While the employment report will dominate investors' attention this week, there are actually quite a number of other economic data points worth noting. Even though many of them are not considered top tier, you can actually learn a lot from data that aren't as widely followed by other investors. Taking a look at some of the details of reports that other investors might ignore can give diligent investors an edge. A couple of these second-tier reports are related to jobs and employment, but they focus on the perspective of employers' wage costs and the output they get from their current workforce. These are the Employment Cost Index on Tuesday and the Productivity and Costs measure on Thursday (both of cover the fourth quarter). They are good resources to examine when considering whether inflation measures might be building in the form of higher wage or benefit costs. I do not believe this to be a likely outcome in the current environment, as I discussed in a recent column on inflation and slack in the labor force. Meanwhile, productivity plus growth of the labor force can tell you the growth potential of the economy, which will put the GDP report into perspective. How far above or below potential we are will help determine, in part, whether we might see inflation pressures building or subsiding, respectively.
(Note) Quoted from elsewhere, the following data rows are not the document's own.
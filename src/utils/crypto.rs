// Cryptographic utilities for generating secure state tokens and nonces

use base64::{engine::general_purpose, Engine as _};
use rand::RngCore;

/// Entropy carried by a CSRF state token (256 bits)
pub const STATE_TOKEN_BYTES: usize = 32;

/// Generate a cryptographically secure CSRF state token
///
/// 32 bytes (256 bits) of entropy, base64url-encoded without padding so it is
/// safe to carry in a query parameter.
#[must_use]
pub fn generate_state_token() -> String {
    generate_nonce(STATE_TOKEN_BYTES)
}

/// Generate a cryptographically secure nonce of the given byte length
///
/// # Returns
///
/// A base64url-encoded string representing `length` bytes of random data
#[must_use]
pub fn generate_nonce(length: usize) -> String {
    let mut nonce = vec![0u8; length];
    rand::rng().fill_bytes(&mut nonce);
    general_purpose::URL_SAFE_NO_PAD.encode(nonce)
}
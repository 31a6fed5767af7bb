//! Google HTTP surface
//!
//! The popup half lives behind [`crate::providers::PopupTokenSdk`]; this is
//! the REST half reachable with the obtained token.

use crate::error::{AuthError, ErrorKind};
use crate::models::Platform;
use crate::providers::traits::{ProfileApi, ProviderProfile};
use async_trait::async_trait;

const USERINFO_ENDPOINT: &str = "https://openidconnect.googleapis.com/v1/userinfo";
const REVOKE_ENDPOINT: &str = "https://oauth2.googleapis.com/revoke";

/// Userinfo/revocation client for Google
#[derive(Debug, Clone, Default)]
pub struct GoogleUserinfoClient {
    client: reqwest::Client,
}

impl GoogleUserinfoClient {
    #[must_use]
    pub fn new() -> Self {
        Self::default()
    }

    /// Revoke an access token
    ///
    /// # Errors
    ///
    /// Returns `NETWORK_ERROR`/`API_ERROR` on transport or non-2xx failures.
    pub async fn revoke(&self, access_token: &str) -> Result<(), AuthError> {
        let response = self
            .client
            .post(REVOKE_ENDPOINT)
            .form(&[("token", access_token)])
            .send()
            .await
            .map_err(|e| AuthError::from_http(Platform::Google, &e))?;

        if !response.status().is_success() {
            return Err(AuthError::new(
                ErrorKind::ApiError,
                Platform::Google,
                format!("token revocation failed with status {}", response.status()),
            ));
        }
        Ok(())
    }
}

#[async_trait]
impl ProfileApi for GoogleUserinfoClient {
    async fn fetch_profile(&self, access_token: &str) -> Result<ProviderProfile, AuthError> {
        let response = self
            .client
            .get(USERINFO_ENDPOINT)
            .bearer_auth(access_token)
            .send()
            .await
            .map_err(|e| AuthError::from_http(Platform::Google, &e))?;

        if !response.status().is_success() {
            return Err(AuthError::new(
                ErrorKind::ApiError,
                Platform::Google,
                format!("userinfo request failed with status {}", response.status()),
            ));
        }

        let body: serde_json::Value = response
            .json()
            .await
            .map_err(|e| AuthError::from_http(Platform::Google, &e))?;

        let id = body
            .get("sub")
            .and_then(serde_json::Value::as_str)
            .ok_or_else(|| {
                AuthError::new(
                    ErrorKind::ApiError,
                    Platform::Google,
                    "userinfo payload missing subject",
                )
            })?;

        Ok(ProviderProfile {
            id: id.to_string(),
            email: body.get("email").and_then(serde_json::Value::as_str).map(String::from),
            name: body.get("name").and_then(serde_json::Value::as_str).map(String::from),
            picture: body.get("picture").and_then(serde_json::Value::as_str).map(String::from),
        })
    }
}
The reports can also hint as to how much hiring employers might do beyond keeping up with growth of the labor force. If we see slowing productivity gains relative to changes in output, employers might need to hire more to meet output demands. Conversely, the more output employers get from increased productivity, the less of a need there is to hire more people. Continuing that theme of workers' incomes and hiring trends is Friday's jobs report. I am not all that interested in the headline number of jobs created; instead, I want to know what industries are hiring and how much they are paying. I reported last month that many of the jobs created were in low-paying industries, though many investors were excited to see that 200,000 jobs were created. Instead, I was more concerned by the lack of wage growth more than I was excited to see that retail and food service hired oodles of people.

And remember those 42,000 new courier jobs I noted in last month's column on the employment report? Well, many of them are seasonal, and the Bureau of Labor Statistics (BLS) may have trouble accounting for the seasonality of those jobs given the ongoing shift toward Internet shopping and shipping, especially during the holiday season. So, those jobs may well disappear in this month's report, and that means that payroll growth could possibly see a subtraction somewhere around 40,000 jobs or so.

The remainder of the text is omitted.